• _PROMPT_
Of the entries below, return exactly those lines that fall between the one containing "pub fn order_by(field: impl" and the one containing "self.sort_asc = Some(field.into());", the two end lines included.

• _RECORDED DATA_
────────────────

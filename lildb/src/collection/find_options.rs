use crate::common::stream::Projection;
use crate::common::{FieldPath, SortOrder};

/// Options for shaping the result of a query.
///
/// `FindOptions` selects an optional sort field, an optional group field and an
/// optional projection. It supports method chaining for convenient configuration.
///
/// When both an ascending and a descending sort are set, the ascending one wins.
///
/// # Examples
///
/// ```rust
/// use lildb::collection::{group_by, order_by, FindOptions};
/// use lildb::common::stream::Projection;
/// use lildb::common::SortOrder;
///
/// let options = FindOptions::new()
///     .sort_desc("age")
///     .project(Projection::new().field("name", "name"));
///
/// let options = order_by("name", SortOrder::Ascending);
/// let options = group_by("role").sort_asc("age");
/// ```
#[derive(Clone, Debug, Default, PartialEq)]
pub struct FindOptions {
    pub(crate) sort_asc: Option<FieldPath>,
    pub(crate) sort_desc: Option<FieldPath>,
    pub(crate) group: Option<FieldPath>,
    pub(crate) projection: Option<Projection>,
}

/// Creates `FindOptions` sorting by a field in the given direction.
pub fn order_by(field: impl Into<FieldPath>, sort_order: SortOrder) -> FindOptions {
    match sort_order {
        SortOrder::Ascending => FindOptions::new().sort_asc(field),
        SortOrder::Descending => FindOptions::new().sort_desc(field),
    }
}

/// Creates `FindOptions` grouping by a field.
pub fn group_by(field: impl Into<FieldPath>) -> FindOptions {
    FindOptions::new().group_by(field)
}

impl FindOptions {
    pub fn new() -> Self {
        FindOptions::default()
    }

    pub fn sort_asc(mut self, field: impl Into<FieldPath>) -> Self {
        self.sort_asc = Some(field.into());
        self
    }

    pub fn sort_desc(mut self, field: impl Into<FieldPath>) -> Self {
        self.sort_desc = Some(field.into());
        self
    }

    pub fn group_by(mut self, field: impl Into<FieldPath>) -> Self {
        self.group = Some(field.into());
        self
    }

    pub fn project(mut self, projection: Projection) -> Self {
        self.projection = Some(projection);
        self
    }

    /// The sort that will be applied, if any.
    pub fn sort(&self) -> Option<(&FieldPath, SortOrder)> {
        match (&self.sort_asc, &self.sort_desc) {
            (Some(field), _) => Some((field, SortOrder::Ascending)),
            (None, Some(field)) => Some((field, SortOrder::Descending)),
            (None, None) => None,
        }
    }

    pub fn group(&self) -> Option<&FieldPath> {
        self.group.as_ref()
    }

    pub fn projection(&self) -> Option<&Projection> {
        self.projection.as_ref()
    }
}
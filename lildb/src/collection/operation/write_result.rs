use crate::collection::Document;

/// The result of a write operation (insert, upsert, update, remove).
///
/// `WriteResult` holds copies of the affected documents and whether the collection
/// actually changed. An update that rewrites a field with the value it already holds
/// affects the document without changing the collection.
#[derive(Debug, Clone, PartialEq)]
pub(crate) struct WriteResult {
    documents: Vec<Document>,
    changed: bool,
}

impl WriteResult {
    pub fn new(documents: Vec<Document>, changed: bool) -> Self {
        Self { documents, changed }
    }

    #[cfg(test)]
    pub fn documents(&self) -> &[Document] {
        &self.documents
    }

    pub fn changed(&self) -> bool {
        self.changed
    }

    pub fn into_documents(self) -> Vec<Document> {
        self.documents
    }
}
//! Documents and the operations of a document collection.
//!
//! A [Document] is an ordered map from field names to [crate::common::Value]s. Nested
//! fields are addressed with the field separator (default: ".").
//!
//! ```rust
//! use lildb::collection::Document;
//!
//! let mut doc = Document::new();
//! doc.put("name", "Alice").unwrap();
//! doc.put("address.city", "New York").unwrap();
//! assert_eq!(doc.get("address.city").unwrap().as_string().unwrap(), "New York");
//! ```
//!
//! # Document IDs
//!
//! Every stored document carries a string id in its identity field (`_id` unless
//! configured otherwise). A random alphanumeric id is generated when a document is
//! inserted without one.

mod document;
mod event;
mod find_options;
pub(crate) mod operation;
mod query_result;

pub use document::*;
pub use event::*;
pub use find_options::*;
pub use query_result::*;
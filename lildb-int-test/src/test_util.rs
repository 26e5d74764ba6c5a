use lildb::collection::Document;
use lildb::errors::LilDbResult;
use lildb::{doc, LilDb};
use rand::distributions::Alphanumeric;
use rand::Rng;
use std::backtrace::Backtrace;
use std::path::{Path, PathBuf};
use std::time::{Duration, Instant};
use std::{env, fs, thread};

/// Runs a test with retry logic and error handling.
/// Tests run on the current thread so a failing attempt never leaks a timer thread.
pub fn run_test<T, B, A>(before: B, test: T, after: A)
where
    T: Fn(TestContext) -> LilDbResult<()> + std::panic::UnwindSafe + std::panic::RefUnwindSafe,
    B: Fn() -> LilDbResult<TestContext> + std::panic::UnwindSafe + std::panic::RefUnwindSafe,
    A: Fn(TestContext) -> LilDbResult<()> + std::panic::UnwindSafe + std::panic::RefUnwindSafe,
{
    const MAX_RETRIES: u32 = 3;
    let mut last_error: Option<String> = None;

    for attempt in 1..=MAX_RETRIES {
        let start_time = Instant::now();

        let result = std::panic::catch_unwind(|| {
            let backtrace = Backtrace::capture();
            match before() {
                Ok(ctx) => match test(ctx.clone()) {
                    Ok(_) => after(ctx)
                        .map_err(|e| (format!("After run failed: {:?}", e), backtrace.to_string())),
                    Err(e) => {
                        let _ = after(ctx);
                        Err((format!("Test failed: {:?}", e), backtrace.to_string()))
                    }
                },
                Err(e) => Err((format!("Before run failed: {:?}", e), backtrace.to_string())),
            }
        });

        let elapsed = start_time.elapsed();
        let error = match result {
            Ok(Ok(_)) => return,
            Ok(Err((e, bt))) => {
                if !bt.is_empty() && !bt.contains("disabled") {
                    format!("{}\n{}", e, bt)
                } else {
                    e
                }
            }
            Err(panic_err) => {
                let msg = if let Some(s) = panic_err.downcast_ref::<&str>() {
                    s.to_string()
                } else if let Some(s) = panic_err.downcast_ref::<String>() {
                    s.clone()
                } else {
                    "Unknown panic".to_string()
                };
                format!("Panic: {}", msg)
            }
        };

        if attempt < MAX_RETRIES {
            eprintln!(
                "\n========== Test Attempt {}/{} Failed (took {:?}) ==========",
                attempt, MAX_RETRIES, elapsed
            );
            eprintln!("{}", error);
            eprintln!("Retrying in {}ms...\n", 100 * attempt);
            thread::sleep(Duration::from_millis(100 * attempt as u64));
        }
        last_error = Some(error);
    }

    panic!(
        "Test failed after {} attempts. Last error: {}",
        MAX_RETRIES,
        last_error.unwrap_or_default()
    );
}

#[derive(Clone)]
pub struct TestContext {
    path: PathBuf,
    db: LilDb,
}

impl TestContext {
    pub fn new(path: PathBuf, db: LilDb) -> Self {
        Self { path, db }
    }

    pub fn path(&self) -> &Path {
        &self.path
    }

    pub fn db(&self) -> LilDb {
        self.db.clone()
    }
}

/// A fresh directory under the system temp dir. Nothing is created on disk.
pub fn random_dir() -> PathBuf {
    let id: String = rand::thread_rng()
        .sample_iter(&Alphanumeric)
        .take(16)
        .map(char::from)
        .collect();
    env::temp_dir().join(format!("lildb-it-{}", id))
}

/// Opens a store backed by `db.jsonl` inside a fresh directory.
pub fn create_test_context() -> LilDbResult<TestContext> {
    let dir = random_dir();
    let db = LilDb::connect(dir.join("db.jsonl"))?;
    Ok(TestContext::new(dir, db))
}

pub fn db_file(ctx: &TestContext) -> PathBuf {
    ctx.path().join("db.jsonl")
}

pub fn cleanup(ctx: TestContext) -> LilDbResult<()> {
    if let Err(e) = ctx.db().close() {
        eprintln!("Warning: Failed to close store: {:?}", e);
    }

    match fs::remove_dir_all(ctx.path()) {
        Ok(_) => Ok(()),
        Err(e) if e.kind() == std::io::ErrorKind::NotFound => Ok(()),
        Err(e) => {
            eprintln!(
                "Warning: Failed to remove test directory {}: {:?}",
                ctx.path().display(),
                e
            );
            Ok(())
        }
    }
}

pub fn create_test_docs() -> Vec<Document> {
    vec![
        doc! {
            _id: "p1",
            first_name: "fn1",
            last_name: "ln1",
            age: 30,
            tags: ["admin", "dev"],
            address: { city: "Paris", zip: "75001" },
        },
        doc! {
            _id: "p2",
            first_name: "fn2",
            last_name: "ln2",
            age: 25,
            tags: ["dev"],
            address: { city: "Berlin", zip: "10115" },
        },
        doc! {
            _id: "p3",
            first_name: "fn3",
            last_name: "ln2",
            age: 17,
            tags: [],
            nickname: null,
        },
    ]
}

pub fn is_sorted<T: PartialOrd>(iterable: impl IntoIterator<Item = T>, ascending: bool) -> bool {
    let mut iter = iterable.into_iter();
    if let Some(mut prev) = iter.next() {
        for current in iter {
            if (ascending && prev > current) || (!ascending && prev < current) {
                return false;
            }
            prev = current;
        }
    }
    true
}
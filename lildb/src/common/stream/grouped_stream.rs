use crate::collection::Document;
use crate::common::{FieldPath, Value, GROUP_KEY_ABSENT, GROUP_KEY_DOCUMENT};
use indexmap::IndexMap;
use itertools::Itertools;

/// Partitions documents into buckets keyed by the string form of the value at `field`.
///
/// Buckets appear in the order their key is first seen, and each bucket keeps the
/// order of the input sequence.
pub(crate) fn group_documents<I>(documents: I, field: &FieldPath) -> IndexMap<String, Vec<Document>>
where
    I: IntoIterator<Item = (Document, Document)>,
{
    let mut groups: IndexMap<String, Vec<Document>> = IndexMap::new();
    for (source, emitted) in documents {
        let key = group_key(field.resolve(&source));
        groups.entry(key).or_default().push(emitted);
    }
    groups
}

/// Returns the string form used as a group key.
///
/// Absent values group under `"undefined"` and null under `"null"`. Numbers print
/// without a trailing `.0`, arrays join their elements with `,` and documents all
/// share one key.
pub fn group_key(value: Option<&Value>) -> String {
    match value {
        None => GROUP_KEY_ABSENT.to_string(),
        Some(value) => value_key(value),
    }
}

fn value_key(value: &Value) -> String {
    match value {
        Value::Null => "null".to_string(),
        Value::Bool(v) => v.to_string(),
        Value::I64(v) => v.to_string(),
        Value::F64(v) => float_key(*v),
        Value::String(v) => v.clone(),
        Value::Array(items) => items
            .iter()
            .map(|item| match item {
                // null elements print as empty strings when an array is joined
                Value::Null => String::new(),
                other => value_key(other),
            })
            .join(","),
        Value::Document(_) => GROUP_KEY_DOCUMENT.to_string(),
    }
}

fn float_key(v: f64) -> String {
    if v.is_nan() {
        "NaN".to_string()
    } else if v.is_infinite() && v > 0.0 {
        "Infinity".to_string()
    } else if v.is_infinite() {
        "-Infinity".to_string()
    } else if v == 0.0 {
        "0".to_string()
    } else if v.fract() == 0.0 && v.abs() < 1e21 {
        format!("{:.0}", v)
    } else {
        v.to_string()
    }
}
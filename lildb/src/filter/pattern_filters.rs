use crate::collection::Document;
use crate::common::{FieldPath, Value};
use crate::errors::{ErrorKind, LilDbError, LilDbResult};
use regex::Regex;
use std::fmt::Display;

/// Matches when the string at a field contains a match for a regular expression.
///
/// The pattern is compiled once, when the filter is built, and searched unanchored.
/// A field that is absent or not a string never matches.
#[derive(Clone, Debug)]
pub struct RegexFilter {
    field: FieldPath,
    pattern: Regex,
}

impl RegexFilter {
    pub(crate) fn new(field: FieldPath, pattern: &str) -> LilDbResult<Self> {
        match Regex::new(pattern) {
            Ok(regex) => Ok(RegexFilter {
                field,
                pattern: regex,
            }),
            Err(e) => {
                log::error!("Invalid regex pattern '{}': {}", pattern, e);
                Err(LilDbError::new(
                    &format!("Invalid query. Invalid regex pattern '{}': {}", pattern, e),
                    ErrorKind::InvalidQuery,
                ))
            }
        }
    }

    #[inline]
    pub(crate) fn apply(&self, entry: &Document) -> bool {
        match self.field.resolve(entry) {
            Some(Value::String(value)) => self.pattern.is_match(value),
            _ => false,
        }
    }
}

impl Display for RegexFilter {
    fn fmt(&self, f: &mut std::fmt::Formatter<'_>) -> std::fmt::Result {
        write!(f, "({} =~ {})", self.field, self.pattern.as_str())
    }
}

────────────────

• _RESPONSE_
pub fn order_by(field: impl Into<FieldPath>, sort_order: SortOrder) -> FindOptions {
    match sort_order {
        SortOrder::Ascending => FindOptions::new().sort_asc(field),
        SortOrder::Descending => FindOptions::new().sort_desc(field),
    }
}

/// Creates `FindOptions` grouping by a field.
pub fn group_by(field: impl Into<FieldPath>) -> FindOptions {
    FindOptions::new().group_by(field)
}

impl FindOptions {
    pub fn new() -> Self {
        FindOptions::default()
    }

    pub fn sort_asc(mut self, field: impl Into<FieldPath>) -> Self {
        self.sort_asc = Some(field.into());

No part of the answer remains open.